* Goal of the exercise *
The answer must be every line of the data that holds the word "deadline".

************

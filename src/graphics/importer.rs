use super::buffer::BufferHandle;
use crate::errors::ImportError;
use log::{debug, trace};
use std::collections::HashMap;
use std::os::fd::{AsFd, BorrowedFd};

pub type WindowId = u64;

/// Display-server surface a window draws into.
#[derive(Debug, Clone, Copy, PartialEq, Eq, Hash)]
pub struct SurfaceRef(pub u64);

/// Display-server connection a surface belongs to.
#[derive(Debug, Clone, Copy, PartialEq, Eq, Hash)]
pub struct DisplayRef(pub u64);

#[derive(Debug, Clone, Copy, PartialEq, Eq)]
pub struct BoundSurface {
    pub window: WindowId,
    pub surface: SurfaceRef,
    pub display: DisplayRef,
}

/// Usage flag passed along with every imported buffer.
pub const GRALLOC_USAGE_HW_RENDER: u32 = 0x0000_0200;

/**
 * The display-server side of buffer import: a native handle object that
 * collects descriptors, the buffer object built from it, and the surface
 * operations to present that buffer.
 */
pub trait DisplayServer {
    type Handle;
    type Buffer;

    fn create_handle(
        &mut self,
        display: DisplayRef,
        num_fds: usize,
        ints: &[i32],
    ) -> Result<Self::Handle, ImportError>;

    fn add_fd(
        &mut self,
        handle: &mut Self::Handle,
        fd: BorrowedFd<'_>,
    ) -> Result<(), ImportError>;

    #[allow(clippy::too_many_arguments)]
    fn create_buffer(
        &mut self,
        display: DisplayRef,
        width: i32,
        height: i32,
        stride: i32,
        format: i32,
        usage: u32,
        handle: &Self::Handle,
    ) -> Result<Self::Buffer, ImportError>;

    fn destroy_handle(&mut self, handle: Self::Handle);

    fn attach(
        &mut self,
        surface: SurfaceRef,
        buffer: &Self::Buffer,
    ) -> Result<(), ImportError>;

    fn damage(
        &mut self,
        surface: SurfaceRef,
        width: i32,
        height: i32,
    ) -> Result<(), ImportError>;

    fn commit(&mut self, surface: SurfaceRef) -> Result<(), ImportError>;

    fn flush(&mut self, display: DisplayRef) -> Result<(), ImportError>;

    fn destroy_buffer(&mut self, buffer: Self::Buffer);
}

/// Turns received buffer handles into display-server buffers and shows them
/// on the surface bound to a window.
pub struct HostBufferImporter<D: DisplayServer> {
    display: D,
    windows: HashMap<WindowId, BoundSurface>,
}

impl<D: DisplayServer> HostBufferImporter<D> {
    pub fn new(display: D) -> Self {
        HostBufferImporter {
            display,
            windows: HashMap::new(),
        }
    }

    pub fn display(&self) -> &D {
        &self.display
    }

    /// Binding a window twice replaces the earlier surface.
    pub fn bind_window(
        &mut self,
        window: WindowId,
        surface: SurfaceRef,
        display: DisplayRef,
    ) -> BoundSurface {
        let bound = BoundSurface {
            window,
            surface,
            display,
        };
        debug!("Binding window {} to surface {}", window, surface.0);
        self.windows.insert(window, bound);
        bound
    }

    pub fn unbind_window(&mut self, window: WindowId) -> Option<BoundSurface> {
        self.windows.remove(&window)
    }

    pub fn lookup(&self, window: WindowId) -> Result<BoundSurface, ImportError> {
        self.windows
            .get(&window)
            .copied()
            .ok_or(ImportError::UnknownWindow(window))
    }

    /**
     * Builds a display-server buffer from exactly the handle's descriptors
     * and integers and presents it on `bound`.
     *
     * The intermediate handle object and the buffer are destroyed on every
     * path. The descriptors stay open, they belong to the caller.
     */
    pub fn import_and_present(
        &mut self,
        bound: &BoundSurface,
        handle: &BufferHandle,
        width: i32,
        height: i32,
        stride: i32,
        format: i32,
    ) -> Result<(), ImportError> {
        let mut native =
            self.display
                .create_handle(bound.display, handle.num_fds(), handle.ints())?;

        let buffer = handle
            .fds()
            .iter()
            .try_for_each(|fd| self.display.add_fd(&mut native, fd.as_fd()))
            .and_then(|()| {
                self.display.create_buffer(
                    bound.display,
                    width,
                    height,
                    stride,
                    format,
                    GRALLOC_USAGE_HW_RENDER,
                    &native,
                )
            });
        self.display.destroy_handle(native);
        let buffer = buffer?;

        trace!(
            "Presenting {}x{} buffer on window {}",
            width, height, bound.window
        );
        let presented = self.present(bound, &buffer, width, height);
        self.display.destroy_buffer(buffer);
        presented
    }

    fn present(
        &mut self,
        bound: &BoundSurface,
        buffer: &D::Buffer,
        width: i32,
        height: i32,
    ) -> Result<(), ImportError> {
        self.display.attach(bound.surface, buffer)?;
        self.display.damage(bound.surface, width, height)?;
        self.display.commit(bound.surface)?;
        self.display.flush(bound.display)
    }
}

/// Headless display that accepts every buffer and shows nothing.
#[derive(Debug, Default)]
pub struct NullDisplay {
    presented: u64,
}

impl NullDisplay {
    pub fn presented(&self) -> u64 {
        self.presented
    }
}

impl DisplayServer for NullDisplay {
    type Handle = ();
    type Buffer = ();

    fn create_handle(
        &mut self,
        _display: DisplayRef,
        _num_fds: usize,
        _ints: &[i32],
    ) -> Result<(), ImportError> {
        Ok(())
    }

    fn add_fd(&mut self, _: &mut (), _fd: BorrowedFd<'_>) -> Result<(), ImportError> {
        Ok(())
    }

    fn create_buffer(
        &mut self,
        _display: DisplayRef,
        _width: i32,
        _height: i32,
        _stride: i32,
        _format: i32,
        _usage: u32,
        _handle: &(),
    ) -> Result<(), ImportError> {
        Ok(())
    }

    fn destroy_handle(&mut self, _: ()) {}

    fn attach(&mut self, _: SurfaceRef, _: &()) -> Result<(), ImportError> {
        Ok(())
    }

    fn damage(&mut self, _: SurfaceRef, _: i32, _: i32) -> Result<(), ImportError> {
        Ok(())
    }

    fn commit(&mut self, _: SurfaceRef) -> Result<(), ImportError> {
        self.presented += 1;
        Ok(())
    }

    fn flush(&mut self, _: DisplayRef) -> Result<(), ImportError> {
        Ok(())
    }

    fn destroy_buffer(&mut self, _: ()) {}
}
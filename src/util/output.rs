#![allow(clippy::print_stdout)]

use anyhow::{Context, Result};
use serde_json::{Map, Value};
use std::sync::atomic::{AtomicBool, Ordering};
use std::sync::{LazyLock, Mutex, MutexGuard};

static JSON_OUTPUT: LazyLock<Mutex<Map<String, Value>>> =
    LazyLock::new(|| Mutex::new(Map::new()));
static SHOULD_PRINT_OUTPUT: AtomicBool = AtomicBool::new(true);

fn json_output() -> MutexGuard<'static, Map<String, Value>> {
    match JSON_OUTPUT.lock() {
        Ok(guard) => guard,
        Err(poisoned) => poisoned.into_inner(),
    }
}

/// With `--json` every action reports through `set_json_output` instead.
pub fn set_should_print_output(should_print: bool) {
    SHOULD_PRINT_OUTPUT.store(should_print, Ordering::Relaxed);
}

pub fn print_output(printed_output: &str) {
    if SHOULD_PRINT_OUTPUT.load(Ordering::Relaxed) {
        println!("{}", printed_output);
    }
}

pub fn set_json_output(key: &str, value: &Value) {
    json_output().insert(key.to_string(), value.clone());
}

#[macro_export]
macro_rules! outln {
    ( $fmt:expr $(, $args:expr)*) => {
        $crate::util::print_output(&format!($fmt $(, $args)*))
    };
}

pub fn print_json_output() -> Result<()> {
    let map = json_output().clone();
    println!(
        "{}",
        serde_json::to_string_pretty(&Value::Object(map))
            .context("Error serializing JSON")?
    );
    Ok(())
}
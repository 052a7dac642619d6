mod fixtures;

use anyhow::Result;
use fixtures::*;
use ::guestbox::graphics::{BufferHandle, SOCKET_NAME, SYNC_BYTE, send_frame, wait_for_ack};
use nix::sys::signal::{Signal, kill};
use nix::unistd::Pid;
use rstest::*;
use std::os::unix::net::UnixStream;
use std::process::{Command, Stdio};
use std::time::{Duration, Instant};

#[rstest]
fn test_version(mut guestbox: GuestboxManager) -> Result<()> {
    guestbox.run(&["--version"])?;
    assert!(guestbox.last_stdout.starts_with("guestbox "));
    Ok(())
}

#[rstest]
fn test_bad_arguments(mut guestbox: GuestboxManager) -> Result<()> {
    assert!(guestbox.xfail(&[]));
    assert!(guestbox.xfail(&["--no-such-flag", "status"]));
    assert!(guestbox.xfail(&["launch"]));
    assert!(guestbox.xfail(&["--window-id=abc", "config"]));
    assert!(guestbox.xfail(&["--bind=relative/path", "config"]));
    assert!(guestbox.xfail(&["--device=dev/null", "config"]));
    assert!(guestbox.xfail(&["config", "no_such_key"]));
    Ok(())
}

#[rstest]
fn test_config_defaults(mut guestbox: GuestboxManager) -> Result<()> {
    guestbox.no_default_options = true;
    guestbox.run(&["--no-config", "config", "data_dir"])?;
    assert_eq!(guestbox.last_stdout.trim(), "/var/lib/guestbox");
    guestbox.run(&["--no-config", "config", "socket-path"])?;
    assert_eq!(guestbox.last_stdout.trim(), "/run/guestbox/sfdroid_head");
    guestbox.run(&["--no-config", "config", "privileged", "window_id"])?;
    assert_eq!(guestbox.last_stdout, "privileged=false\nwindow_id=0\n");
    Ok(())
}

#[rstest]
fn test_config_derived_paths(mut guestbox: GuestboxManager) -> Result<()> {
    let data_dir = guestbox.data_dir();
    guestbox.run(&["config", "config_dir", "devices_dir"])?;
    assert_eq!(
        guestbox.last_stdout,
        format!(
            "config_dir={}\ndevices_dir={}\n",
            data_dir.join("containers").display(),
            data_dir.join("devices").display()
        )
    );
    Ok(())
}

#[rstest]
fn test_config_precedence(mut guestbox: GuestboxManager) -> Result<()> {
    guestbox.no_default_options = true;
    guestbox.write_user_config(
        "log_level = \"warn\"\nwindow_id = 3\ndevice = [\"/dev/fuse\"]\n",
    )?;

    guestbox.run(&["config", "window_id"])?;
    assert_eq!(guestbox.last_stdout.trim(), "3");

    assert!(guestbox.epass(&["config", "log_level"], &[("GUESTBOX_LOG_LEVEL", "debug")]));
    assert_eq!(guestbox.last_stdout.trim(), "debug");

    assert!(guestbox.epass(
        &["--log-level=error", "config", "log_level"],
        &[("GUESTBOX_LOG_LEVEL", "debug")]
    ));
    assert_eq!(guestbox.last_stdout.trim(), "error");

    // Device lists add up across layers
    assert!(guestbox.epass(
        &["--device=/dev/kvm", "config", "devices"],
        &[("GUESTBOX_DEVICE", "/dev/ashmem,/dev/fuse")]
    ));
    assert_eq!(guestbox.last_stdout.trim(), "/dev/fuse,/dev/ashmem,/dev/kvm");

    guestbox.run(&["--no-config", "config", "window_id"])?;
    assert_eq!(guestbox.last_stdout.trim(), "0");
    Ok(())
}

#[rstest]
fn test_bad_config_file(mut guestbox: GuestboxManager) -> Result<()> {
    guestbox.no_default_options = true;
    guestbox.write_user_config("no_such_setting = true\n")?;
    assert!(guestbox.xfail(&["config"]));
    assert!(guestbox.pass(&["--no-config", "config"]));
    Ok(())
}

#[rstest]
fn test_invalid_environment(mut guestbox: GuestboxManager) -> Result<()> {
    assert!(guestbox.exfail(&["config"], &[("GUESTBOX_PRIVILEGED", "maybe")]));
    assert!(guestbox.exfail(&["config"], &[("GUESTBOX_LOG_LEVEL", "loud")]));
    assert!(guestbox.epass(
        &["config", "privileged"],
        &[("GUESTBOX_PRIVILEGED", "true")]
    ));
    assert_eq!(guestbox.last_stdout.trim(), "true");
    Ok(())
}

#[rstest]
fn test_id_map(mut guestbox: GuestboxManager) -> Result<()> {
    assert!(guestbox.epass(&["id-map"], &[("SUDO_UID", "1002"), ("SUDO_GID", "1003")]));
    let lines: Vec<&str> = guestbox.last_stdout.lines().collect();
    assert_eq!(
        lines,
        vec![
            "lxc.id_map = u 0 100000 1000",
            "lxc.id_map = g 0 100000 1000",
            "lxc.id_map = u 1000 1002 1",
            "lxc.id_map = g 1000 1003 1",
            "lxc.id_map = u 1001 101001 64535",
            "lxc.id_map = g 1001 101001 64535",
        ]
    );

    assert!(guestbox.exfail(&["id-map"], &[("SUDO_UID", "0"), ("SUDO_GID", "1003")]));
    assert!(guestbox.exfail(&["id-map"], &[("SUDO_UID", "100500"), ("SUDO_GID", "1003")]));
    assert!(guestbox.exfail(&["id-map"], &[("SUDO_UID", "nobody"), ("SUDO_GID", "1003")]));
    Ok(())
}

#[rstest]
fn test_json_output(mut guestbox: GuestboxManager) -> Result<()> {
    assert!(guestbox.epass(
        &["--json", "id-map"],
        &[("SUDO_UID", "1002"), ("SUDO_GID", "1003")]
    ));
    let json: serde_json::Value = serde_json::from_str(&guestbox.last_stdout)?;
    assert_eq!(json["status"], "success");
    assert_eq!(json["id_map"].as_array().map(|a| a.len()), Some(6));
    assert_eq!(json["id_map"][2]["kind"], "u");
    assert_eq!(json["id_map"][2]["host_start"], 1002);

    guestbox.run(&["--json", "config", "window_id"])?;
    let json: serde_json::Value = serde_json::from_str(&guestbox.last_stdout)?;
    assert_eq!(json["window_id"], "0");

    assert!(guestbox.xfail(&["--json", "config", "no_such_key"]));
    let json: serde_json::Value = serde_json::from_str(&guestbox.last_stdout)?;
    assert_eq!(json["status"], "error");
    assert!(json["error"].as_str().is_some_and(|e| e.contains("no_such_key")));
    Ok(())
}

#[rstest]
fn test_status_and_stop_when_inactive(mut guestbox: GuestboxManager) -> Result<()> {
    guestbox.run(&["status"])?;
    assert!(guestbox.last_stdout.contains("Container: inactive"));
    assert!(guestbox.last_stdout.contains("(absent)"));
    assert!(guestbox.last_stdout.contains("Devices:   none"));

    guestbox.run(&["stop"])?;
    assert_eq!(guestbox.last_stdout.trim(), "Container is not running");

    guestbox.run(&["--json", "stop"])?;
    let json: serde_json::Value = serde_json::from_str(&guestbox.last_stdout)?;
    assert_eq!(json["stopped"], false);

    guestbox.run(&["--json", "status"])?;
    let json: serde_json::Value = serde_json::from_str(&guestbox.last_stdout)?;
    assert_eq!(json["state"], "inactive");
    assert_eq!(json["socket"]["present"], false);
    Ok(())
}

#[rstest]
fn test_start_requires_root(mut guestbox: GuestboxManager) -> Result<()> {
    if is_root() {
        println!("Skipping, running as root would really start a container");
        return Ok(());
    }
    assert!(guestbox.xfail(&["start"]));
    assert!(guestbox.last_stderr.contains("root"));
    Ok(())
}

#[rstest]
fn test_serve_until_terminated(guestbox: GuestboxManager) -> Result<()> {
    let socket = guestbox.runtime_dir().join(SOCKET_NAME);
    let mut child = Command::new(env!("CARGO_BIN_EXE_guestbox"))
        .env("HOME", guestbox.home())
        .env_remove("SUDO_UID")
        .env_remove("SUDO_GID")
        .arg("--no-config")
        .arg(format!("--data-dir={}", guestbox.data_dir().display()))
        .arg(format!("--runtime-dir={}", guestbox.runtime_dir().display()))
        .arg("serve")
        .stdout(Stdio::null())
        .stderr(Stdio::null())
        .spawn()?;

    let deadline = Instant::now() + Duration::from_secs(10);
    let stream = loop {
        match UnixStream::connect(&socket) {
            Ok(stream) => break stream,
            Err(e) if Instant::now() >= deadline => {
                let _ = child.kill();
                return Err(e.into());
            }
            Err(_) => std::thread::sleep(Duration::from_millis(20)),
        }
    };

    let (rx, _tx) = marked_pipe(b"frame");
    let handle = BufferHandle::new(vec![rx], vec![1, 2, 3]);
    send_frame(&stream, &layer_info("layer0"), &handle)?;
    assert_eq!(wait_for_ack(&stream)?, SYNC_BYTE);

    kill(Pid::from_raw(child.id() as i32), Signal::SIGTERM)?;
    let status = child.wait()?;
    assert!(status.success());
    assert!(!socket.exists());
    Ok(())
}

************

* Final answer *
    let deadline = Instant::now() + Duration::from_secs(10);
            Err(e) if Instant::now() >= deadline => {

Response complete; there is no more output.